Educational settings outside of school exist in the United States. However, these learning opportunities are often informal, and more organized learning activities are not uniformly available across communities. In other countries, organized education outside of formal schooling is more extensive. Perhaps the most widely known case is that of Japan, where large numbers of students of all ages throughout the country attend juku after school and on weekends. Juku are typically private schools offering instruction to help students get ahead in their schoolwork and prepare for the large number of entrance examinations that help determine students' chances to enter particular high schools or colleges and universities./1
Junior high school students have the highest rates of juku attendance, primarily because all students must take a rigorous entrance examination to enter high school (among high school students, only those wishing to enter college face similar examination pressures).

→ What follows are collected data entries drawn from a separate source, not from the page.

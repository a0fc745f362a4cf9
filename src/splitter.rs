//! Divide-and-conquer range splitter.
//!
//! [`RangeSplitter`] walks a contiguous index range `[origin, fence)` of a
//! borrowed slice and can hand off a prefix of what remains to another task.
//! The parallel engine splits recursively until a range is no larger than the
//! minimum batch size, then folds each leaf sequentially.
//!
//! The minimum batch size is the single knob trading scheduling overhead
//! (many tiny leaves and merges) against load imbalance (few coarse leaves).
//!
//! ```
//! use receiptflow::splitter::RangeSplitter;
//!
//! let data: Vec<u32> = (0..10).collect();
//! let mut rest = RangeSplitter::new(&data, 3);
//! let prefix = rest.try_split().unwrap();
//! assert_eq!(prefix.range(), 0..5);
//! assert_eq!(rest.range(), 5..10);
//! ```

use std::fmt;
use std::iter::FusedIterator;
use std::ops::{BitOr, Range};

/// Default minimum number of elements in a leaf range.
pub const DEFAULT_MIN_BATCH_SIZE: usize = 256;

/// Properties a splitter guarantees to whoever schedules it.
#[derive(Clone, Copy, PartialEq, Eq, Hash, Default)]
pub struct Characteristics(u8);

impl Characteristics {
    /// Elements are yielded in slice order.
    pub const ORDERED: Self = Self(1);
    /// `estimate_size` is exact.
    pub const SIZED: Self = Self(1 << 1);
    /// Every split half is itself `SIZED`.
    pub const SUBSIZED: Self = Self(1 << 2);
    /// No element is ever absent.
    pub const NONNULL: Self = Self(1 << 3);

    #[must_use]
    pub const fn empty() -> Self {
        Self(0)
    }

    #[must_use]
    pub const fn union(self, other: Self) -> Self {
        Self(self.0 | other.0)
    }

    #[must_use]
    pub const fn contains(self, other: Self) -> bool {
        self.0 & other.0 == other.0
    }
}

impl BitOr for Characteristics {
    type Output = Self;

    fn bitor(self, rhs: Self) -> Self {
        self.union(rhs)
    }
}

impl fmt::Debug for Characteristics {
    fn fmt(&self, f: &mut fmt::Formatter<'_>) -> fmt::Result {
        let names = [
            (Self::ORDERED, "ORDERED"),
            (Self::SIZED, "SIZED"),
            (Self::SUBSIZED, "SUBSIZED"),
            (Self::NONNULL, "NONNULL"),
        ];
        let mut set = f.debug_set();
        for (flag, name) in names {
            if self.contains(flag) {
                set.entry(&format_args!("{name}"));
            }
        }
        set.finish()
    }
}

/// Splittable cursor over `source[index..fence]`.
pub struct RangeSplitter<'a, T> {
    source: &'a [T],
    index: usize,
    fence: usize,
    min_batch_size: usize,
}

impl<'a, T> RangeSplitter<'a, T> {
    /// Cover the whole slice. A `min_batch_size` of `0` is treated as `1`.
    #[must_use]
    pub fn new(source: &'a [T], min_batch_size: usize) -> Self {
        Self::over(source, 0, source.len(), min_batch_size)
    }

    fn over(source: &'a [T], origin: usize, fence: usize, min_batch_size: usize) -> Self {
        Self {
            source,
            index: origin,
            fence,
            min_batch_size: min_batch_size.max(1),
        }
    }

    /// Hand off a prefix of the remaining range.
    ///
    /// Returns `None` when the remaining size is at most the minimum batch
    /// size; the caller should then process this range sequentially.
    /// Otherwise the returned splitter covers
    /// `[index, index + max(remaining / 2, min_batch_size))` and `self` keeps
    /// the rest.
    pub fn try_split(&mut self) -> Option<Self> {
        let remaining = self.fence - self.index;
        if remaining <= self.min_batch_size {
            return None;
        }
        let split_size = (remaining / 2).max(self.min_batch_size);
        let split_fence = self.index + split_size;
        let prefix = Self::over(self.source, self.index, split_fence, self.min_batch_size);
        self.index = split_fence;
        Some(prefix)
    }

    /// Next element in range order, or `None` once the cursor reaches the fence.
    pub fn try_advance(&mut self) -> Option<&'a T> {
        if self.index < self.fence {
            let item = &self.source[self.index];
            self.index += 1;
            Some(item)
        } else {
            None
        }
    }

    /// Feed every remaining element to `action`, exhausting the splitter.
    pub fn for_each_remaining<F: FnMut(&'a T)>(&mut self, mut action: F) {
        while let Some(item) = self.try_advance() {
            action(item);
        }
    }

    /// Exact number of remaining elements.
    #[must_use]
    pub const fn estimate_size(&self) -> usize {
        self.fence - self.index
    }

    /// Remaining index range within the source slice.
    #[must_use]
    pub const fn range(&self) -> Range<usize> {
        self.index..self.fence
    }

    /// Remaining elements as a slice.
    #[must_use]
    pub fn as_slice(&self) -> &'a [T] {
        &self.source[self.index..self.fence]
    }

    #[must_use]
    pub const fn min_batch_size(&self) -> usize {
        self.min_batch_size
    }

    #[must_use]
    pub const fn characteristics(&self) -> Characteristics {
        Characteristics::ORDERED
            .union(Characteristics::SIZED)
            .union(Characteristics::SUBSIZED)
            .union(Characteristics::NONNULL)
    }
}

impl<T> Clone for RangeSplitter<'_, T> {
    fn clone(&self) -> Self {
        Self { ..*self }
    }
}

impl<T> fmt::Debug for RangeSplitter<'_, T> {
    fn fmt(&self, f: &mut fmt::Formatter<'_>) -> fmt::Result {
        f.debug_struct("RangeSplitter")
            .field("index", &self.index)
            .field("fence", &self.fence)
            .field("min_batch_size", &self.min_batch_size)
            .finish()
    }
}

impl<'a, T> Iterator for RangeSplitter<'a, T> {
    type Item = &'a T;

    fn next(&mut self) -> Option<&'a T> {
        self.try_advance()
    }

    fn size_hint(&self) -> (usize, Option<usize>) {
        let n = self.estimate_size();
        (n, Some(n))
    }
}

impl<T> ExactSizeIterator for RangeSplitter<'_, T> {}

impl<T> FusedIterator for RangeSplitter<'_, T> {}

#[cfg(test)]
mod tests {
    use super::*;

    fn leaves<T>(mut s: RangeSplitter<'_, T>, out: &mut Vec<Range<usize>>) {
        match s.try_split() {
            Some(prefix) => {
                leaves(prefix, out);
                leaves(s, out);
            }
            None => out.push(s.range()),
        }
    }

    #[test]
    fn leaves_tile_the_range_exactly() {
        let data: Vec<usize> = (0..1_003).collect();
        for min in [1, 2, 7, 64, 256, 1_003, 5_000] {
            let mut out = Vec::new();
            leaves(RangeSplitter::new(&data, min), &mut out);
            let mut next = 0;
            for r in &out {
                assert_eq!(r.start, next, "gap or overlap at {r:?} (min={min})");
                assert!(r.len() <= min || r.len() == data.len(), "oversized leaf {r:?}");
                next = r.end;
            }
            assert_eq!(next, data.len());
            assert_eq!(out.iter().map(|r| r.len()).sum::<usize>(), data.len());
        }
    }

    #[test]
    fn split_prefix_is_at_least_min_batch() {
        let data = [0u8; 10];
        let mut s = RangeSplitter::new(&data, 6);
        let prefix = s.try_split().unwrap();
        assert_eq!(prefix.estimate_size(), 6);
        assert_eq!(s.estimate_size(), 4);
        assert!(s.try_split().is_none());
    }

    #[test]
    fn zero_min_batch_is_clamped() {
        let data = [1, 2];
        let mut s = RangeSplitter::new(&data, 0);
        assert_eq!(s.min_batch_size(), 1);
        let prefix = s.try_split().unwrap();
        assert_eq!(prefix.as_slice(), &[1]);
        assert_eq!(s.as_slice(), &[2]);
    }

    #[test]
    fn advance_walks_in_order_then_exhausts() {
        let data = [10, 20, 30];
        let mut s = RangeSplitter::new(&data, 1);
        assert_eq!(s.try_advance(), Some(&10));
        let mut seen = Vec::new();
        s.for_each_remaining(|x| seen.push(*x));
        assert_eq!(seen, [20, 30]);
        assert_eq!(s.try_advance(), None);
        assert_eq!(s.len(), 0);
    }

    #[test]
    fn exposes_scheduler_characteristics() {
        let data = [(); 4];
        let c = RangeSplitter::new(&data, 1).characteristics();
        assert!(c.contains(Characteristics::ORDERED | Characteristics::SIZED));
        assert!(c.contains(Characteristics::SUBSIZED | Characteristics::NONNULL));
        assert_eq!(format!("{c:?}"), "{ORDERED, SIZED, SUBSIZED, NONNULL}");
    }
}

One study estimates that between 60 and 70 percent of all students in the seventh, eighth, and ninth grades (the junior high school years in Japan), attend private classes after school at least two or three times a week for two hours a session./2 Rates of attendance among elementary school students are also high, particularly in urban areas.
The type of instruction received in juku ranges from basic drill-and-practice sessions, which are intended to reinforce information learned in school or prepare students for examinations, to creative and innovative instruction not available in the typical school. The most commonly studied subject at juku is mathematics, although English is also very popular./3 Public opinion in Japan is divided on whether the extra time and money spent on juku is worthwhile, but the feeling among parents and students remains strong that attending the schools will provide an added academic advantage, or, more typically, that not attending the schools will result in students falling behind their peers.
Regardless of the merits of juku, attendance at them can add significantly to the total time spent in a structured learning environment in a way not normally accounted for by most measures of learning time.
1/ B. Duke. The Japanese School, Lessons for Industrial America (New York: Praeger Publishers, 1986); B. Feiler, Learning to Bow: An American Teacher in a Japanese School (New York: Ticknor and Fields, 1991); T. Rohlen, Japan's High Schools (Berkeley: University of California Press, 1983).
2/ Duke, The Japanese School, Lessons for Industrial America, op. cit.
3/ Duke, The Japanese School, Lessons for Industrial America, op. cit.